• TASK OBJECTIVE
Line count for the string "ImageFilter" in the records below: report that figure and nothing else.

• GIVEN ENTRIES
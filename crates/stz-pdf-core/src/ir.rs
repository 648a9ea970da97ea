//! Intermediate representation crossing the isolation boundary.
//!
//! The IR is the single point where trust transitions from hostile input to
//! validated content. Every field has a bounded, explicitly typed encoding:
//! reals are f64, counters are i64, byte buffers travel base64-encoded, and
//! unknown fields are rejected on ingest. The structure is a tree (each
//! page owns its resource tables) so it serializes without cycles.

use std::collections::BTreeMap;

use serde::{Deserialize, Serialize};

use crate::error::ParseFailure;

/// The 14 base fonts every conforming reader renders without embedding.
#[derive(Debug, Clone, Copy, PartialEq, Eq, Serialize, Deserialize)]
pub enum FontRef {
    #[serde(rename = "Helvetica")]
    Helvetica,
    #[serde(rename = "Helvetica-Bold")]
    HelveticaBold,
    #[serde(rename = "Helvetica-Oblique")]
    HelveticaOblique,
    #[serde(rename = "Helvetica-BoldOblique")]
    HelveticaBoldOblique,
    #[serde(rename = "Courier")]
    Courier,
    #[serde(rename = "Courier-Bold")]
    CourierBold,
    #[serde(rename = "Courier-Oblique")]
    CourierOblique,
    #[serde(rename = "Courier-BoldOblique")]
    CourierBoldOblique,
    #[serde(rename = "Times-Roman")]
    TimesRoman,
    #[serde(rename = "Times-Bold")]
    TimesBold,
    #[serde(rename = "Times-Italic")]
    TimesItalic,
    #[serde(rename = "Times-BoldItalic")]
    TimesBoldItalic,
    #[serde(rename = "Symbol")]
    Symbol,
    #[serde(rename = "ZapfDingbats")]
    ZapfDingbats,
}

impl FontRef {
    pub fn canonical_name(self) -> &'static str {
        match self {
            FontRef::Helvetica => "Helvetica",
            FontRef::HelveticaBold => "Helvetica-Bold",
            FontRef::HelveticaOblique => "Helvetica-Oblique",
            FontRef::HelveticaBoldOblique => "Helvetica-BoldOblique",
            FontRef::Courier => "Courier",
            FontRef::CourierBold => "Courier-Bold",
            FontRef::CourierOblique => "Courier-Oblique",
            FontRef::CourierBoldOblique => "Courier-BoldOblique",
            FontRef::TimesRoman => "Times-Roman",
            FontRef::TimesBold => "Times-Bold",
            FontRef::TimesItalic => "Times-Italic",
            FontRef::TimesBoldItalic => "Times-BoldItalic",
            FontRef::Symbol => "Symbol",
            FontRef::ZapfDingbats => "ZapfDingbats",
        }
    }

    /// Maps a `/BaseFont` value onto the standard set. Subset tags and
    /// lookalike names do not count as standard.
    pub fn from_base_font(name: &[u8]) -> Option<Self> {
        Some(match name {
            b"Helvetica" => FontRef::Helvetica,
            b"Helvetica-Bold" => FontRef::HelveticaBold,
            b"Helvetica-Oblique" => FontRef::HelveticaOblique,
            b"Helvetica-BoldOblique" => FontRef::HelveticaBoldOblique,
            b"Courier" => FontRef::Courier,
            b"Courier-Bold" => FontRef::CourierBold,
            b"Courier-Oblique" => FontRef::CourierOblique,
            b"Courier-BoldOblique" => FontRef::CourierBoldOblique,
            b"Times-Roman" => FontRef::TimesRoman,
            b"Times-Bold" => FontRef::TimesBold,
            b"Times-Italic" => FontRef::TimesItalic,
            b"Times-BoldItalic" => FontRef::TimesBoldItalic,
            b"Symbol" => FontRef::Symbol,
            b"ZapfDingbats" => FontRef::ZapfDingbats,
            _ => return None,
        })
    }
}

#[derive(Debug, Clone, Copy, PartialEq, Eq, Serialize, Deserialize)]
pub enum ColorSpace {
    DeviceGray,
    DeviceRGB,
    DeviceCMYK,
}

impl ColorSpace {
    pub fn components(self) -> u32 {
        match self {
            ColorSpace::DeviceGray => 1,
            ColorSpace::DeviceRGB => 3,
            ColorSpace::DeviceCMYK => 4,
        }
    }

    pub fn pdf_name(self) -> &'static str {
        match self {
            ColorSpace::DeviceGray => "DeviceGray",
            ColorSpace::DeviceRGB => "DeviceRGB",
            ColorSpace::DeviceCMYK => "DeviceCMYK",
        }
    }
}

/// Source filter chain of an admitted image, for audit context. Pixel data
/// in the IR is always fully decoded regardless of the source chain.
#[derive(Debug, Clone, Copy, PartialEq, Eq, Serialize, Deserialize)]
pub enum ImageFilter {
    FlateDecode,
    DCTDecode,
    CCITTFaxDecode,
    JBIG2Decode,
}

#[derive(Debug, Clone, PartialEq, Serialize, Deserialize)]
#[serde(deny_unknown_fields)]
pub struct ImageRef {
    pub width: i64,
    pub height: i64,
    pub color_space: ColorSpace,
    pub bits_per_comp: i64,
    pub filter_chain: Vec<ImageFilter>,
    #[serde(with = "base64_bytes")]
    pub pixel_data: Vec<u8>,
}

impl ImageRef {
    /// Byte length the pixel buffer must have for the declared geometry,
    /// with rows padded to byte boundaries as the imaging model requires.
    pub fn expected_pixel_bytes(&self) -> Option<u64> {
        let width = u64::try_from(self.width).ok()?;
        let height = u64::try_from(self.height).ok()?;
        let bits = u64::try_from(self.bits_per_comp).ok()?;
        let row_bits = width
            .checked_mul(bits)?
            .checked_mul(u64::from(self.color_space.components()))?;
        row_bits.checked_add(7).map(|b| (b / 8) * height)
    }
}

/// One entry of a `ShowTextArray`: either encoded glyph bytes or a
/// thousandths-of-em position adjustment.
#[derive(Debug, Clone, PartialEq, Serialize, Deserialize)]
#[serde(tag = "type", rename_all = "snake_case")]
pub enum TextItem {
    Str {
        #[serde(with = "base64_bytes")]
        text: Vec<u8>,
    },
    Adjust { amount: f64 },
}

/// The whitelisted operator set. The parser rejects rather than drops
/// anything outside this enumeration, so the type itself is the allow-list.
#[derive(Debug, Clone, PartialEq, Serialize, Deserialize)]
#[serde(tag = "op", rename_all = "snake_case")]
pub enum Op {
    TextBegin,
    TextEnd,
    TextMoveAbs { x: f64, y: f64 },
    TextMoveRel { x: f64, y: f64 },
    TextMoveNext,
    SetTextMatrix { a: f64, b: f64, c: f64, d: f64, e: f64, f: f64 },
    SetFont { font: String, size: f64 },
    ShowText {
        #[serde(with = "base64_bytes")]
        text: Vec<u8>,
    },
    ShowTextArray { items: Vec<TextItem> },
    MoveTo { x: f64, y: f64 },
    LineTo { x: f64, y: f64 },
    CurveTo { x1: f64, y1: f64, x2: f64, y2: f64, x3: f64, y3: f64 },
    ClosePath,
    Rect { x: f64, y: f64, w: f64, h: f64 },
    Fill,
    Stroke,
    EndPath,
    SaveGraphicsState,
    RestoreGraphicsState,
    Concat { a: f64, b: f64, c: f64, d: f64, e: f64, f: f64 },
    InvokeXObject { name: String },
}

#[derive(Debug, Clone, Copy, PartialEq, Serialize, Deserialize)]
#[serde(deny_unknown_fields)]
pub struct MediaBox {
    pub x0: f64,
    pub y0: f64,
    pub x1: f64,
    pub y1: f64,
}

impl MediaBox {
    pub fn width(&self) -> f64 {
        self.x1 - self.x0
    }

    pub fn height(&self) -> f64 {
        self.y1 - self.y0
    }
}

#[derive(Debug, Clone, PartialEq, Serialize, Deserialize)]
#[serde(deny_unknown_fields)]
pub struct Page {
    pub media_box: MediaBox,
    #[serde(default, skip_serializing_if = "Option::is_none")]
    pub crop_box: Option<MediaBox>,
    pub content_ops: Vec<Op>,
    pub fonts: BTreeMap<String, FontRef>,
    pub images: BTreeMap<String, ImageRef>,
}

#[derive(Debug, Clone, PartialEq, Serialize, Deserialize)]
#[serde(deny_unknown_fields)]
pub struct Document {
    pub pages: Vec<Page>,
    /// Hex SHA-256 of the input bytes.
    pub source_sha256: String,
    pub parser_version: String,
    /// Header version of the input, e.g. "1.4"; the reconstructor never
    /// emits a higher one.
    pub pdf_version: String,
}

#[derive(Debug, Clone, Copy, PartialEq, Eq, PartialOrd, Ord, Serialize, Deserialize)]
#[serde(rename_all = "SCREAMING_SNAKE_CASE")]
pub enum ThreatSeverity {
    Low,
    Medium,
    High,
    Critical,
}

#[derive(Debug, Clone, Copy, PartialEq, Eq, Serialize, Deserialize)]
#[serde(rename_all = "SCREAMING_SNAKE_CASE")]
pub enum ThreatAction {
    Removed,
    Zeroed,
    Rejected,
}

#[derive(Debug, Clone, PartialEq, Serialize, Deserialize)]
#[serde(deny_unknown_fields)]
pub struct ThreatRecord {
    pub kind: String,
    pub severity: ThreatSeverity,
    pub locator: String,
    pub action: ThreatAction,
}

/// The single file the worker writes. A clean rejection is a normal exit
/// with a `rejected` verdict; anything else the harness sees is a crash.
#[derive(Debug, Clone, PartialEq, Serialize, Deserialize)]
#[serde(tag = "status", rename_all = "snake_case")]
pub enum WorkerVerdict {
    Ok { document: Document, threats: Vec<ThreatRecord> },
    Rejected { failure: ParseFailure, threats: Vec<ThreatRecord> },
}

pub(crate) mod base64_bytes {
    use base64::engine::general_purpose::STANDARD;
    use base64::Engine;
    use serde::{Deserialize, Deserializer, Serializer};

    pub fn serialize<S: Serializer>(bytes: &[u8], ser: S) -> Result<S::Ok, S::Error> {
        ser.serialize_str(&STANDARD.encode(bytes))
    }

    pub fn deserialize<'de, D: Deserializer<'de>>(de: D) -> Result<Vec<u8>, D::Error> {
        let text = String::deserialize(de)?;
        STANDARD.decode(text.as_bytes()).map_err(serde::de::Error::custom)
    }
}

• EXERCISE RESULT
2